The Morgan Stanley tech
conference event was private, which meant no media or public access. But
when you see Sam Altman, the CEO of OpenAI speak, you want to know more
details of what went down. And that’s what we’re disclosing below
thanks to analysts' discussions.
Morgan Stanley has been busy
working on AI for years to help revolutionize the business world and
society. This might be one reason why Altman chose to go and speak in
the first place.
The cost to get access to AI and make the most of AI tools is reducing. This has a lot to do with newer and more advanced techniques that make AI model production a simpler process. There is a lot of competition and variety in the industry.
"Inference and reasoning were growing faster than pre-learning and learning workloads. All acknowledged that the price of inference is falling, Sam Altman mentioned by 16X of the prior year - this is a good thing.", explained Mark P. McDonald, Distinguished Vice President and Research Fellow at Gartner.
So many models mean the laws of supply and demand work well here. They’re becoming a huge commodity and lower in terms of pricing. This is wonderful news for people needing greater access to such models as they’re paying a lot than what they did in the past.
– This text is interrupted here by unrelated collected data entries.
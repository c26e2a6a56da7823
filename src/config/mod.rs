//! Configuration management subsystem.
//!
//! # Data Flow
//! ```text
//! config file (TOML)
//!     → loader.rs (parse & deserialize)
//!     → validation.rs (semantic checks)
//!     → SiteConfig (validated, immutable)
//!     → registry + navigation settings built from it
//!
//! On file change:
//!     watcher.rs detects change
//!     → loader.rs loads new config
//!     → validation.rs validates
//!     → server rebuilds its state and swaps it atomically
//! ```
//!
//! # Design Decisions
//! - Config is immutable once loaded; changes require full reload
//! - Only `[routing]` is hot-reloadable. `[listener]`, `[timeouts]` and
//!   `[observability]` are read at startup; the server logs a warning when a
//!   reload changes them (see [`SiteConfig::restart_required`])
//! - All fields have defaults to allow minimal configs
//! - Validation separates syntactic (serde) from semantic checks

pub mod loader;
pub mod schema;
pub mod validation;
pub mod watcher;

pub use loader::{load_config, parse_config, ConfigError};
pub use schema::{ListenerConfig, ObservabilityConfig, RoutingConfig, SiteConfig, TimeoutConfig};
pub use validation::ValidationError;
pub use watcher::ConfigWatcher;
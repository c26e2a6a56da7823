//! Routing subsystem.
//!
//! # Data Flow
//! ```text
//! Route Registration (at startup):
//!     page factories
//!     → descriptor.rs (RouteDescriptor per page)
//!     → registry.rs (named, ordered, frozen)
//!
//! Navigation event (requested path):
//!     registry.flatten_all() (pre-order)
//!     → matcher.rs (exact / prefix, strategy tie-break)
//!     → Return: matched route or None (fallback)
//!
//! Rendering:
//!     registry.all_routes()
//!     → renderer.rs (explicit RouteNode tree)
//! ```
//!
//! # Design Decisions
//! - Registry is immutable after build and shared by reference
//! - No regex (plain string prefix matching)
//! - Deterministic: same registry and path always give the same route

pub mod descriptor;
pub mod matcher;
pub mod registry;
pub mod renderer;

pub use descriptor::{RouteDescriptor, RouteParams, ROOT_PATH};
pub use matcher::{is_active, MatchKind, MatchStrategy, RouteMatch, RouteMatcher};
pub use registry::{RegistryError, RouteName, RouteRegistry};
pub use renderer::{render_routes, RouteNode};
The company shared how there are serious capacity constraints at OpenAI that GPUs remain saturated. It has never gone through a phase where it cannot sell access to GPUs at a reasonable price tag.
At high levels, the comments are consistent with thematic frameworks where small companies focus more on training the large language models that require major computing. This comes at a time when experts discussed how many debates there are about the strength of GPU demand and how that could affect our future.
Now
OpenAI is not concerned about matters like training data or data supply
for training models. The fact that the AI giant can utilize its GPUs
and other AI models to produce more data puts it at ease.
This
process is dubbed synthetic data and is slowly becoming more useful for
certain stages of this entire mode creation endeavor. Data shouldn’t be
deemed a constraint like the way computing has transformed into a
restraint as per analysts at Morgan Stanley.